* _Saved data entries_
-*-*-

//! 📊 progress.rs: "Is it uploaded yet?": asked by every human, every time, forever.
//!
//! Two shapes of waiting live here:
//! - byte bars for multipart transfers, where we know the total and can brag about it
//! - spinners for work requests, where the service knows and we just hope
//!
//! ⚠️ Watching the bar will not make the upload faster. We've tried. Science says no.

use std::time::Duration;

use indicatif::{ProgressBar, ProgressStyle};

// -- 📏 binary units, because the service counts in them and so do pedants
const KIB: u64 = 1024;
const MIB: u64 = KIB * 1024;
const GIB: u64 = MIB * 1024;
const TIB: u64 = GIB * 1024;

/// 📦 "2147483648" → "2.00 GiB". Because raw byte counts in an error message are a war crime.
pub fn human_size(bytes: u64) -> String {
    let (unit, label) = match bytes {
        b if b >= TIB => (TIB, "TiB"),
        b if b >= GIB => (GIB, "GiB"),
        b if b >= MIB => (MIB, "MiB"),
        b if b >= KIB => (KIB, "KiB"),
        _ => return format!("{bytes} bytes"),
    };
    format!("{:.2} {label}", bytes as f64 / unit as f64)
}

/// 📊 A byte-counting bar. Cheap to clone; every clone draws on the same bar.
#[derive(Clone)]
pub(crate) struct TransferProgress {
    bar: ProgressBar,
}

impl std::fmt::Debug for TransferProgress {
    fn fmt(&self, f: &mut std::fmt::Formatter<'_>) -> std::fmt::Result {
        // -- 🎭 ProgressBar is a diva and doesn't derive Debug
        f.debug_struct("TransferProgress")
            .field("position", &self.bar.position())
            .field("length", &self.bar.length())
            .finish()
    }
}

impl TransferProgress {
    pub(crate) fn new(label: &str, total_bytes: u64) -> Self {
        let bar = ProgressBar::new(total_bytes);
        let style = ProgressStyle::default_bar()
            .template("{msg}\n| [{bar:40.cyan/blue}] {bytes}/{total_bytes} ({bytes_per_sec}, eta {eta})")
            .unwrap_or_else(|_| ProgressStyle::default_bar())
            .progress_chars("=>-");
        bar.set_style(style);
        bar.set_message(format!("🚚 {label}"));
        Self { bar }
    }

    pub(crate) fn advance(&self, bytes: u64) {
        self.bar.inc(bytes);
    }

    pub(crate) fn finish(&self, message: impl Into<String>) {
        self.bar.finish_with_message(message.into());
    }

    pub(crate) fn abandon(&self, message: impl Into<String>) {
        self.bar.abandon_with_message(message.into());
    }
}

/// 🌀 A spinner that ticks on its own while we poll something slow.
pub(crate) fn spinner(label: &str) -> ProgressBar {
    let spinner = ProgressBar::new_spinner();
    spinner.set_style(
        ProgressStyle::default_spinner()
            .template("{spinner} {prefix} {msg} [{elapsed}]")
            .unwrap_or_else(|_| ProgressStyle::default_spinner()),
    );
    spinner.set_message(label.to_string());
    spinner.enable_steady_tick(Duration::from_millis(120));
    spinner
}

#[cfg(test)]
mod tests {
    use super::*;

    #[test]
    fn the_one_where_two_gibibytes_are_exactly_two_gibibytes() {
        assert_eq!(human_size(2_147_483_648), "2.00 GiB");
        assert_eq!(human_size(1536), "1.50 KiB");
        assert_eq!(human_size(12), "12 bytes");
        assert_eq!(human_size(5 * TIB / 2), "2.50 TiB");
    }

    #[test]
    fn the_one_where_clones_share_one_bar() {
        let progress = TransferProgress::new("test", 100);
        let the_clone = progress.clone();
        progress.advance(30);
        the_clone.advance(20);
        assert_eq!(progress.bar.position(), 50);
        progress.finish("done");
    }
}
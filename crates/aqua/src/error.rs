//! 💀 Errors: the taxonomy of sadness, sorted by who to blame.
//!
//! 🎬 COLD OPEN: INT. SUPPORT QUEUE: MONDAY
//!
//! "It said ServiceError." "Which one?" "...the service one."
//!
//! Never again. Every failure gets a name here, split four ways:
//! - local preconditions: raised before a single byte leaves the building
//! - remote not-found: a 404 with a story attached
//! - state conflicts: the remote is fine, your request is the problem
//! - size limits: 2 GiB walked into a bar without a bucket
//!
//! Anything the service throws that we don't have a name for rides along as
//! [`AquaError::Service`] with the status, code and message untouched. 🦆

use thiserror::Error;

/// 📦 One enum to hold every way a catalog conversation can go sideways.
#[derive(Debug, Error)]
pub enum AquaError {
    // ===== 🧷 local preconditions =====
    /// 🧷 A required identifier or field was never set.
    #[error("{0}")]
    MissingField(String),

    /// 🚫 The caller handed us something we refuse to work with.
    #[error("{0}")]
    InvalidArgument(String),

    /// 📐 A value object or config failed its own validation.
    #[error("Validation failed: {0}")]
    Validation(String),

    #[error("{0}")]
    InvalidArtifactType(String),

    #[error("{0}")]
    InvalidArtifactPathTypeOrContent(String),

    #[error("Path : {0} does not exist")]
    PathNotFound(String),

    #[error(
        "File already exists: {0}. Please use boolean override parameter to override the file content."
    )]
    FileExists(String),

    #[error("File not found: {0}")]
    FileNotFound(String),

    /// 💾 The model lives only in RAM and hopes; it has no id yet.
    #[error("{0}")]
    ModelNotSaved(String),

    // ===== 🔍 remote not-found =====
    #[error("The model artifact was not found.")]
    ModelArtifactNotFound,

    #[error("The model provenance was not found.")]
    ModelProvenanceNotFound,

    #[error("The model {model_id} does not contain the metadata with key {key}.")]
    MetadataArtifactNotFound { model_id: String, key: String },

    // ===== ⚔️ state conflicts =====
    #[error(
        "The model has active model deployments. Set `delete_associated_model_deployment` to delete them together with the model."
    )]
    ModelWithActiveDeployment,

    #[error("{0}")]
    BucketNotVersioned(String),

    // ===== 📏 size limits =====
    #[error(
        "The model artifacts size is greater than `{max_size}`. The `bucket_uri` needs to be specified to copy artifacts to the object storage bucket. Example: `bucket_uri=oci://<bucket_name>@<namespace>/prefix/`"
    )]
    ModelArtifactSizeError { max_size: String },

    /// 📜 The by-reference manifest is missing, empty or malformed.
    #[error("{0}")]
    ModelFileDescription(String),

    // ===== 📡 remote, generic =====
    /// 📡 The service answered, just not with good news.
    #[error("Service error {status} ({code}) from {url}: {message}")]
    Service {
        status: u16,
        code: String,
        message: String,
        url: String,
    },

    #[error("Network error: {0}")]
    Transport(#[from] reqwest::Error),

    #[error("Work request {id} finished with status {status}: {message}")]
    WorkRequestFailed {
        id: String,
        status: String,
        message: String,
    },

    /// 🔄 A nested field refused to convert and the policy said "tell someone".
    #[error("Failed to convert field `{field}`: {reason}")]
    Conversion { field: String, reason: String },

    // ===== 🧰 plumbing =====
    #[error("I/O error: {0}")]
    Io(#[from] std::io::Error),

    #[error("JSON error: {0}")]
    Json(#[from] serde_json::Error),

    #[error("YAML error: {0}")]
    Yaml(#[from] serde_yaml::Error),

    #[error("Archive error: {0}")]
    Zip(#[from] zip::result::ZipError),
}

impl AquaError {
    /// 🔢 The HTTP status the service returned, if this error came from one.
    pub fn status(&self) -> Option<u16> {
        match self {
            AquaError::Service { status, .. } => Some(*status),
            _ => None,
        }
    }

    /// 🔍 True for a remote 404. Used by every "translate the not-found" call site.
    pub fn is_not_found(&self) -> bool {
        self.status() == Some(404)
    }

    /// 🧷 True when the error was raised locally, before any network call.
    pub fn is_local_precondition(&self) -> bool {
        matches!(
            self,
            AquaError::MissingField(_)
                | AquaError::InvalidArgument(_)
                | AquaError::Validation(_)
                | AquaError::InvalidArtifactType(_)
                | AquaError::InvalidArtifactPathTypeOrContent(_)
                | AquaError::PathNotFound(_)
                | AquaError::FileExists(_)
                | AquaError::FileNotFound(_)
                | AquaError::ModelNotSaved(_)
                | AquaError::ModelArtifactSizeError { .. }
        )
    }
}

/// 🎯 Convenience alias. Typing `Result<T, AquaError>` forty times builds character, not software.
pub type AquaResult<T> = std::result::Result<T, AquaError>;
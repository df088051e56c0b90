//! 🖼️ AquaUiApp: the lookups behind every dropdown in the AQUA console.
//!
//! 🎬 COLD OPEN: INT. NOTEBOOK: A USER OPENS THE "DEPLOY" DIALOG
//!
//! Seven dropdowns. Seven services. One impatient human. Everything here is a
//! thin read over an OCI list call, reshaped into the JSON the console expects.
//! The only state is the compartment cache: walking a whole tenancy is slow, so
//! we do it once per tenancy until someone hits "refresh". 🦆

use std::collections::{BTreeMap, HashMap};
use std::sync::Arc;

use futures::stream::{self, StreamExt, TryStreamExt};
use serde::Serialize;
use serde_json::{Value, json};
use tokio::sync::RwLock;
use tracing::{debug, error, info};

use crate::app_config::DefaultsConfig;
use crate::error::{AquaError, AquaResult};
use crate::object_storage_uri::ObjectStorageUri;
use crate::oci::OciClients;

pub const TAG_AQUA_EVALUATION: &str = "aqua_evaluation";
pub const TAG_AQUA_FINETUNING: &str = "aqua_finetuning";
pub const DEFAULT_PRIVATE_ENDPOINT_RESOURCE_TYPE: &str = "MODEL_DEPLOYMENT";
const LIMITS_SERVICE_NAME: &str = "data-science";
const CONTAINER_URI_SCHEME: &str = "dsmc://";
const BUCKET_LOOKUP_CONCURRENCY: usize = 8;

/// 📦 One service-managed container, as the console draws it.
#[derive(Debug, Clone, Serialize, PartialEq)]
pub struct AquaContainer {
    pub name: String,
    pub version: String,
    pub display_name: String,
    pub family: String,
    pub platforms: Vec<String>,
    pub model_formats: Vec<String>,
    pub spec: Option<ContainerSpec>,
    pub usages: Vec<String>,
}

/// 🚀 How an inference container wants to be launched.
#[derive(Debug, Clone, Serialize, PartialEq)]
pub struct ContainerSpec {
    pub cli_param: String,
    pub env_vars: Vec<BTreeMap<String, String>>,
    pub health_check_port: String,
    pub restricted_params: Vec<String>,
    pub server_port: String,
    pub evaluation_configuration: Value,
}

/// 🗂️ Containers sorted into the three tabs of the console.
#[derive(Debug, Clone, Default, Serialize, PartialEq)]
pub struct ContainerGroups {
    pub inference: Vec<AquaContainer>,
    pub finetune: Vec<AquaContainer>,
    pub evaluate: Vec<AquaContainer>,
}

#[derive(Debug, Clone)]
pub struct AquaUiApp {
    clients: OciClients,
    defaults: DefaultsConfig,
    compartments_cache: Arc<RwLock<HashMap<String, Vec<Value>>>>,
}

impl AquaUiApp {
    pub fn new(clients: OciClients, defaults: DefaultsConfig) -> Self {
        Self {
            clients,
            defaults,
            compartments_cache: Arc::new(RwLock::new(HashMap::new())),
        }
    }

    /// 🧭 The explicit compartment, or the one the environment gave us.
    fn compartment<'a>(&'a self, compartment_id: Option<&'a str>) -> AquaResult<&'a str> {
        compartment_id
            .filter(|c| !c.trim().is_empty())
            .or(self.defaults.compartment_id.as_deref())
            .ok_or_else(|| {
                AquaError::MissingField("No compartment id found from environment variables.".to_string())
            })
    }

    fn tenancy(&self) -> AquaResult<&str> {
        self.defaults
            .tenancy_id
            .as_deref()
            .ok_or_else(|| AquaError::MissingField("TENANCY_OCID variable is not set.".to_string()))
    }

    // ===== 🪵 logging =====

    pub async fn list_log_groups(&self, compartment_id: Option<&str>) -> AquaResult<Vec<Value>> {
        let the_compartment = self.compartment(compartment_id)?;
        info!("🪵 Loading log groups from compartment: {the_compartment}");
        self.clients.logging.list_log_groups(the_compartment).await
    }

    pub async fn list_logs(&self, log_group_id: &str) -> AquaResult<Vec<Value>> {
        info!("🪵 Loading logs from log group: {log_group_id}");
        self.clients.logging.list_logs(log_group_id).await
    }

    // ===== 🏛️ compartments =====

    /// 🌳 Root tenancy compartment first, then every compartment beneath it.
    pub async fn list_compartments(&self) -> AquaResult<Vec<Value>> {
        let the_tenancy = self.tenancy()?.to_string();
        if let Some(cached) = self.compartments_cache.read().await.get(&the_tenancy) {
            debug!("🗃️ compartments for {the_tenancy} served from cache");
            return Ok(cached.clone());
        }

        info!("🏛️ Loading compartments from tenancy: {the_tenancy}");
        let root = self.clients.identity.get_compartment(&the_tenancy).await?;
        let mut everything = vec![root];
        everything.extend(
            self.clients
                .identity
                .list_compartments_in_subtree(&the_tenancy)
                .await?,
        );
        self.compartments_cache
            .write()
            .await
            .insert(the_tenancy, everything.clone());
        Ok(everything)
    }

    pub async fn clear_compartments_list_cache(&self) -> AquaResult<Value> {
        let the_tenancy = self.tenancy()?.to_string();
        self.compartments_cache.write().await.clear();
        info!("🧹 compartment cache cleared");
        Ok(json!({ "key": { "tenancy_ocid": the_tenancy } }))
    }

    pub fn get_default_compartment(&self) -> Value {
        let the_compartment = self.defaults.compartment_id.clone().unwrap_or_default();
        if the_compartment.is_empty() {
            error!("No compartment id found from environment variables.");
        }
        json!({ "compartment_id": the_compartment })
    }

    // ===== 🧪 version sets =====

    /// 🏷️ Active model version sets carrying the `target_tag` freeform tag.
    pub async fn list_model_version_sets(
        &self,
        compartment_id: Option<&str>,
        target_tag: &str,
    ) -> AquaResult<Vec<Value>> {
        let the_compartment = self.compartment(compartment_id)?;
        let the_label = if target_tag == TAG_AQUA_EVALUATION {
            "experiments"
        } else {
            "modelversionsets"
        };
        info!("Loading {the_label} from compartment: {the_compartment}");
        let the_sets = self
            .clients
            .data_science
            .list_model_version_sets(the_compartment)
            .await?;
        Ok(the_sets
            .into_iter()
            .filter(|set| set.pointer(&format!("/freeformTags/{target_tag}")).is_some())
            .collect())
    }

    // ===== 🪣 buckets =====

    pub async fn list_buckets(&self, compartment_id: Option<&str>, versioned: bool) -> AquaResult<Vec<Value>> {
        let the_compartment = self.compartment(compartment_id)?;
        let the_namespace = self.clients.object_storage.get_namespace().await?;
        info!("🪣 Loading buckets from compartment: {the_compartment}");
        let buckets = self
            .clients
            .object_storage
            .list_buckets(&the_namespace, the_compartment)
            .await?;
        if !versioned {
            return Ok(buckets);
        }

        // 🔍 listings don't carry the versioning flag, so each bucket gets a GET
        let object_storage = &self.clients.object_storage;
        let the_namespace = the_namespace.as_str();
        let the_checked: Vec<(Value, bool)> = stream::iter(buckets)
            .map(|bucket| async move {
                let name = bucket.get("name").and_then(Value::as_str).unwrap_or_default().to_string();
                let details = object_storage.get_bucket(the_namespace, &name).await?;
                Ok::<_, AquaError>((bucket, details.is_versioned()))
            })
            .buffered(BUCKET_LOOKUP_CONCURRENCY)
            .try_collect()
            .await?;
        Ok(the_checked
            .into_iter()
            .filter_map(|(bucket, is_versioned)| is_versioned.then_some(bucket))
            .collect())
    }

    pub async fn is_bucket_versioned(&self, bucket_uri: &str) -> AquaResult<Value> {
        let the_uri = ObjectStorageUri::parse(bucket_uri)?;
        let bucket = self
            .clients
            .object_storage
            .get_bucket(&the_uri.namespace, &the_uri.bucket)
            .await?;
        Ok(json!({ "is_versioned": bucket.is_versioned() }))
    }

    // ===== 🖥️ shapes and capacity =====

    pub async fn list_job_shapes(&self, compartment_id: Option<&str>) -> AquaResult<Vec<Value>> {
        let the_compartment = self.compartment(compartment_id)?;
        info!("Loading job shapes from compartment: {the_compartment}");
        self.clients.data_science.list_job_shapes(the_compartment).await
    }

    pub async fn list_model_deployment_shapes(&self, compartment_id: Option<&str>) -> AquaResult<Vec<Value>> {
        let the_compartment = self.compartment(compartment_id)?;
        info!("Loading model deployment shapes from compartment: {the_compartment}");
        self.clients
            .data_science
            .list_model_deployment_shapes(the_compartment)
            .await
    }

    /// 🚦 How many of `instance_shape` the `limit_name` quota still allows.
    pub async fn get_shape_availability(
        &self,
        compartment_id: Option<&str>,
        instance_shape: &str,
        limit_name: &str,
    ) -> AquaResult<Value> {
        if instance_shape.trim().is_empty() {
            return Err(AquaError::InvalidArgument(
                "instance_shape argument is required.".to_string(),
            ));
        }
        let the_compartment = self.compartment(compartment_id)?;
        let availability = self
            .clients
            .limits
            .get_resource_availability(LIMITS_SERVICE_NAME, limit_name, the_compartment)
            .await?;
        let available = availability.available.unwrap_or(0);
        if available <= 0 {
            return Err(AquaError::InvalidArgument(format!(
                "Inadequate resource is available to create the {instance_shape} resource. The number of available resource associated with the limit name {limit_name} is {available}."
            )));
        }
        Ok(json!({ "available_count": available }))
    }

    pub async fn list_capacity_reservations(&self, compartment_id: Option<&str>) -> AquaResult<Vec<Value>> {
        let the_compartment = self.compartment(compartment_id)?;
        info!("Loading capacity reservations from compartment: {the_compartment}");
        self.clients
            .compute
            .list_compute_capacity_reservations(the_compartment)
            .await
    }

    pub fn is_capacity_reservation_enabled(&self) -> Value {
        json!({ "status": self.defaults.byor_enabled })
    }

    // ===== 🕸️ networking =====

    pub async fn list_vcn(&self, compartment_id: Option<&str>) -> AquaResult<Vec<Value>> {
        let the_compartment = self.compartment(compartment_id)?;
        info!("Loading VCN list from compartment: {the_compartment}");
        self.clients.virtual_network.list_vcns(the_compartment).await
    }

    pub async fn list_subnets(&self, compartment_id: Option<&str>, vcn_id: Option<&str>) -> AquaResult<Vec<Value>> {
        let the_compartment = self.compartment(compartment_id)?;
        info!("Loading subnet list from compartment: {the_compartment}");
        self.clients
            .virtual_network
            .list_subnets(the_compartment, vcn_id.filter(|v| !v.is_empty()))
            .await
    }

    pub async fn list_private_endpoints(
        &self,
        compartment_id: Option<&str>,
        resource_type: Option<&str>,
    ) -> AquaResult<Vec<Value>> {
        let the_compartment = self.compartment(compartment_id)?;
        let the_type = resource_type
            .filter(|t| !t.is_empty())
            .unwrap_or(DEFAULT_PRIVATE_ENDPOINT_RESOURCE_TYPE);
        info!("Loading private endpoints of type {the_type} from compartment: {the_compartment}");
        self.clients
            .data_science
            .list_private_endpoints(the_compartment, the_type)
            .await
    }

    // ===== 📦 containers =====

    pub async fn list_containers(&self) -> AquaResult<ContainerGroups> {
        let raw = self.clients.data_science.list_containers().await?;
        Ok(group_containers(&raw))
    }
}

/// 🗂️ Sort active containers into tabs by usage. A container with several usages shows up in each tab.
pub fn group_containers(raw: &[Value]) -> ContainerGroups {
    let mut groups = ContainerGroups::default();
    for item in raw {
        let state = item.get("lifecycleState").and_then(Value::as_str).unwrap_or("ACTIVE");
        if state != "ACTIVE" {
            continue;
        }
        let container = to_container(item);
        let has = |wanted: &[&str]| container.usages.iter().any(|u| wanted.contains(&u.as_str()));
        if has(&["INFERENCE", "BATCH_INFERENCE"]) {
            groups.inference.push(container.clone());
        }
        if has(&["FINE_TUNE"]) {
            groups.finetune.push(container.clone());
        }
        if has(&["EVALUATION"]) {
            groups.evaluate.push(container);
        }
    }
    groups
}

fn str_at<'a>(value: &'a Value, key: &str) -> &'a str {
    value.get(key).and_then(Value::as_str).unwrap_or_default()
}

fn comma_list(raw: &str) -> Vec<String> {
    raw.split(',')
        .map(str::trim)
        .filter(|s| !s.is_empty())
        .map(str::to_string)
        .collect()
}

fn to_container(item: &Value) -> AquaContainer {
    let usages: Vec<String> = item
        .get("usages")
        .and_then(Value::as_array)
        .map(|u| u.iter().filter_map(Value::as_str).map(str::to_string).collect())
        .unwrap_or_default();
    let the_deployment_config = item
        .get("workloadConfigurationDetailsList")
        .and_then(Value::as_array)
        .and_then(|list| {
            list.iter()
                .find(|w| str_at(w, "workloadType") == "MODEL_DEPLOYMENT")
        });
    let the_extras = the_deployment_config
        .and_then(|w| w.get("additionalConfigurations"))
        .cloned()
        .unwrap_or(Value::Null);

    AquaContainer {
        name: format!("{CONTAINER_URI_SCHEME}{}", str_at(item, "containerName")),
        version: str_at(item, "tag").to_string(),
        display_name: str_at(item, "displayName").to_string(),
        family: str_at(item, "familyName").to_string(),
        platforms: comma_list(str_at(&the_extras, "platforms")),
        model_formats: comma_list(str_at(&the_extras, "modelFormats")),
        spec: the_deployment_config.map(|config| to_spec(config, &the_extras)),
        usages,
    }
}

fn to_spec(config: &Value, extras: &Value) -> ContainerSpec {
    let port = |key: &str| match config.get(key) {
        Some(Value::Number(n)) => n.to_string(),
        Some(Value::String(s)) => s.clone(),
        _ => String::new(),
    };
    let server_port = port("serverPort");
    let health_check_port = port("healthCheckPort");

    // 🌱 SCREAMING_CASE keys are environment, everything else is metadata
    let mut env_vars: Vec<BTreeMap<String, String>> = extras
        .as_object()
        .map(|map| {
            map.iter()
                .filter(|(k, _)| k.chars().all(|c| c.is_ascii_uppercase() || c.is_ascii_digit() || c == '_'))
                .map(|(k, v)| BTreeMap::from([(k.clone(), v.as_str().unwrap_or_default().to_string())]))
                .collect()
        })
        .unwrap_or_default();
    if !server_port.is_empty() {
        env_vars.push(BTreeMap::from([("PORT".to_string(), server_port.clone())]));
    }
    if !health_check_port.is_empty() {
        env_vars.push(BTreeMap::from([(
            "HEALTH_CHECK_PORT".to_string(),
            health_check_port.clone(),
        )]));
    }

    let restricted_params = serde_json::from_str::<Vec<String>>(str_at(extras, "restrictedParams")).unwrap_or_default();

    ContainerSpec {
        cli_param: str_at(config, "cmd").to_string(),
        env_vars,
        health_check_port,
        restricted_params,
        server_port,
        evaluation_configuration: json!({}),
    }
}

-*-*-

Return the entries exactly through the "#[derive(Clone)]" line.

* _Answer space_
//! 📊 progress.rs: "Is it uploaded yet?": asked by every human, every time, forever.
//!
//! Two shapes of waiting live here:
//! - byte bars for multipart transfers, where we know the total and can brag about it
//! - spinners for work requests, where the service knows and we just hope
//!
//! ⚠️ Watching the bar will not make the upload faster. We've tried. Science says no.

use std::time::Duration;

use indicatif::{ProgressBar, ProgressStyle};

// -- 📏 binary units, because the service counts in them and so do pedants
const KIB: u64 = 1024;
const MIB: u64 = KIB * 1024;
const GIB: u64 = MIB * 1024;
const TIB: u64 = GIB * 1024;

/// 📦 "2147483648" → "2.00 GiB". Because raw byte counts in an error message are a war crime.
pub fn human_size(bytes: u64) -> String {
    let (unit, label) = match bytes {
        b if b >= TIB => (TIB, "TiB"),
        b if b >= GIB => (GIB, "GiB"),
        b if b >= MIB => (MIB, "MiB"),
        b if b >= KIB => (KIB, "KiB"),
        _ => return format!("{bytes} bytes"),
    };
    format!("{:.2} {label}", bytes as f64 / unit as f64)
}

/// 📊 A byte-counting bar. Cheap to clone; every clone draws on the same bar.
#[derive(Clone)]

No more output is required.